> _Task brief_: Print the records below from the first line through the line containing "pub(crate) fn merge_content_headers(headers: &mut", both included, word for word.
--
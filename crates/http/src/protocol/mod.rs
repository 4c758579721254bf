//! Protocol types and abstractions: requests, responses, bodies and the
//! error taxonomy shared by the codec and the connection server.

pub mod body;

mod error;
mod request;
mod response;

pub use body::Body;
pub use error::{HttpError, ParseError, SendError};
pub use request::{Request, RequestBuilder};
pub use response::{Response, ResponseBuilder};

use http::{HeaderMap, HeaderValue, header};

/// Recomputes the content headers of a message from its body.
///
/// `content-length` always reflects the body's byte length; `content-type`
/// is set to the body's declared type or removed when it has none. All other
/// entries in `headers` are left alone.
pub(crate) fn merge_content_headers(headers: &mut HeaderMap, body: &Body) {
    headers.insert(header::CONTENT_LENGTH, HeaderValue::from(body.len()));
    match body.content_type() {
        Some(content_type) => {
            // a Mime is always a valid header value
            let value = HeaderValue::from_str(content_type.as_ref()).unwrap();
            headers.insert(header::CONTENT_TYPE, value);
        }
        None => {
            headers.remove(header::CONTENT_TYPE);
        }
    }
}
--
> _Written answer_:
filename crates/http/src/protocol/mod.rs
repository 4c758579721254bf
//! Protocol types and abstractions: requests, responses, bodies and the
//! error taxonomy shared by the codec and the connection server.

pub mod body;

mod error;
mod request;
mod response;

pub use body::Body;
pub use error::{HttpError, ParseError, SendError};
pub use request::{Request, RequestBuilder};
pub use response::{Response, ResponseBuilder};

use http::{HeaderMap, HeaderValue, header};

/// Recomputes the content headers of a message from its body.
///
/// `content-length` always reflects the body's byte length; `content-type`
/// is set to the body's declared type or removed when it has none. All other
/// entries in `headers` are left alone.
pub(crate) fn merge_content_headers(headers: &mut HeaderMap, body: &Body) {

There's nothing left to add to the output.